Coltrane’s borrowed gun sounded like an army of roaring beavers
chewing
the hotel to pieces.

“Take that, you whoreson kid-stealers!” Coltrane shouted,
and then Poe was safe, behind the
Liahona
.

The more normal gunfire resumed as he dragged his body up
the ladder and threw himself onto his belly on its deck.
 
Poe coughed deeply, almost choking on
the thick ball of blood and phlegm that came up and that he spat over the side.
 
He wiped his mouth on his coat sleeve
like any barbarian, and when he looked up he found himself staring into the
face of Captain Dan Jones.

“Welcome aboard!” Jones shouted.
 
“That’s an impressive weapon your friend has, boyo, but I
can’t say I know what you’re up to!”

Poe pointed to where he could just see the Irishman and the
boy, disappearing into the weeds at the bottom of the hotel’s long yard.
 
“I’ve got something in the hold,” he
explained.
 
“Something to put an
end to the fight, so we can get the boy.”

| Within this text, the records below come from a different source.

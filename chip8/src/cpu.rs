//! CPU and memory state.
use crate::{
    constants::*, display::Display, keypad::Keypad, memory::Memory, registers::Registers,
    timers::Timers,
};

/// Core state for a chip8 interpreter.
///
/// Holds every component the instructions operate on, and is handed by
/// reference to the interpreter for each step.
pub struct Chip8Cpu {
    // ------------------------------------------------------------------------
    // Registers
    pub(crate) registers: Registers,
    pub(crate) timers: Timers,
    /// Indicates that the machine is waiting for a keypress,
    /// and which register will receive the key.
    pub(crate) key_wait: Option<u8>,

    // ------------------------------------------------------------------------
    // Memory
    /// Main memory storage space.
    pub(crate) ram: Memory,
    /// Screen buffer that is drawn too.
    pub(crate) display: Display,

    // ------------------------------------------------------------------------
    // Input
    pub(crate) keypad: Keypad,
}

impl Default for Chip8Cpu {
    fn default() -> Self {
        Self {
            registers: Registers::new(),
            timers: Timers::new(),
            key_wait: None,

            ram: Memory::new(),
            display: Display::new(),

            keypad: Keypad::new(),
        }
    }
}

impl Chip8Cpu {
    pub fn new() -> Self {
        Default::default()
    }

    /// Return every component to its power-on state, keeping the fonts.
    ///
    /// Key state belongs to the input device and is left untouched.
    pub(crate) fn reset(&mut self) {
        self.registers = Registers::new();
        self.timers = Timers::new();
        self.key_wait = None;
        self.ram.clear();
        self.ram.load_font();
        self.display.clear();
    }

    pub fn registers(&self) -> &Registers {
        &self.registers
    }

    pub fn timers(&self) -> &Timers {
        &self.timers
    }

    pub fn memory(&self) -> &Memory {
        &self.ram
    }

    pub fn display(&self) -> &Display {
        &self.display
    }

    pub fn keypad(&self) -> &Keypad {
        &self.keypad
    }

    /// Register awaiting a keypress, if the machine is blocked on `Fx0A`.
    pub fn key_wait(&self) -> Option<u8> {
        self.key_wait
    }

    /// Extract the instruction at the current program counter.
    #[inline(always)]
    pub fn instr(&self) -> [u8; 2] {
        self.ram.read_instr(self.registers.pc())
    }

    /// Whether the program counter points inside addressable memory,
    /// leaving room for a whole instruction.
    #[inline(always)]
    pub fn pc_in_bounds(&self) -> bool {
        self.registers.pc() + 1 < MEM_SIZE
    }
}
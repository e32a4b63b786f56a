//! Registers and call stack.
use crate::{
    constants::*,
    error::{Chip8Error, Chip8Result},
};

/// Register bank of the virtual CPU.
#[derive(Debug, Clone)]
pub struct Registers {
    /// General purpose registers for temporary values.
    ///
    /// Register 16 (VF) is used for either the carry flag or borrow switch depending on opcode.
    v: [u8; REGISTER_COUNT],
    /// Pointer register used for temporarily storing an address. Since addresses are 12 bits, only the
    /// lowest (rightmost) bits are used.
    address: Address,
    /// Program counter pointing to the current position in the bytecode.
    pc: usize,
    /// Stack of return pointers used for jumping when a routine call finishes.
    stack: [Address; STACK_SIZE],
    /// Stack pointer, the number of return addresses on the stack.
    sp: usize,
}

impl Default for Registers {
    fn default() -> Self {
        Self {
            v: [0; REGISTER_COUNT],
            address: 0,
            pc: 0,
            stack: [0; STACK_SIZE],
            sp: 0,
        }
    }
}

impl Registers {
    pub fn new() -> Self {
        Default::default()
    }

    #[inline(always)]
    pub fn v(&self, index: u8) -> u8 {
        self.v[index as usize & 0xF]
    }

    #[inline(always)]
    pub fn set_v(&mut self, index: u8, value: u8) {
        self.v[index as usize & 0xF] = value;
    }

    /// Set the flag register VF.
    #[inline(always)]
    pub fn set_flag(&mut self, flag: bool) {
        self.v[FLAG_REGISTER] = flag as u8;
    }

    pub fn v_all(&self) -> &[u8; REGISTER_COUNT] {
        &self.v
    }

    #[inline(always)]
    pub fn address(&self) -> Address {
        self.address
    }

    #[inline(always)]
    pub fn set_address(&mut self, address: Address) {
        self.address = address & ADDRESS_MASK;
    }

    #[inline(always)]
    pub fn pc(&self) -> usize {
        self.pc
    }

    #[inline(always)]
    pub fn set_pc(&mut self, pc: usize) {
        self.pc = pc;
    }

    /// Move the program counter past the next instruction.
    #[inline(always)]
    pub fn skip(&mut self) {
        self.pc += 2;
    }

    /// Number of return addresses on the call stack.
    pub fn depth(&self) -> usize {
        self.sp
    }

    pub fn push(&mut self, address: Address) -> Chip8Result<()> {
        if self.sp >= STACK_SIZE {
            return Err(Chip8Error::StackOverflow);
        }
        self.stack[self.sp] = address;
        self.sp += 1;
        Ok(())
    }

    pub fn pop(&mut self) -> Chip8Result<Address> {
        if self.sp == 0 {
            return Err(Chip8Error::StackUnderflow);
        }
        self.sp -= 1;
        Ok(self.stack[self.sp])
    }
}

Captain Jones’s face lit up into a snarl as he saw the
child.
 
“To hell with the hold, Mr.
Jamison!
 
I’ve got something in the
wheelhouse.”
 
He gripped Poe’s
shoulder in solidarity.
 
“Hold on!”

Jones scrambled on hands and knees into the
Liahona’s
wheelhouse, under the chest-high scythe of whizzing
Danite bullets.
 
Poe wondered if he
was about to fire the railguns at the Danites, but they didn’t seem to be very
accurate, especially at short range.
 
All he would do is punch holes in the hotel, which was already in bad
shape.

Then Poe realized what Jones was up to, and wrapped his arms
around the base of the nearest Franklin Pole.

The
Liahona
groaned
as she shifted into gear, steam and coal smoke exploded out her tailpipes, and
she lurched into forward motion—

Poe held on—

he heard a ragged cheer from the stable—

then the
Liahona
plowed into the Hot Springs Hotel and Brewery.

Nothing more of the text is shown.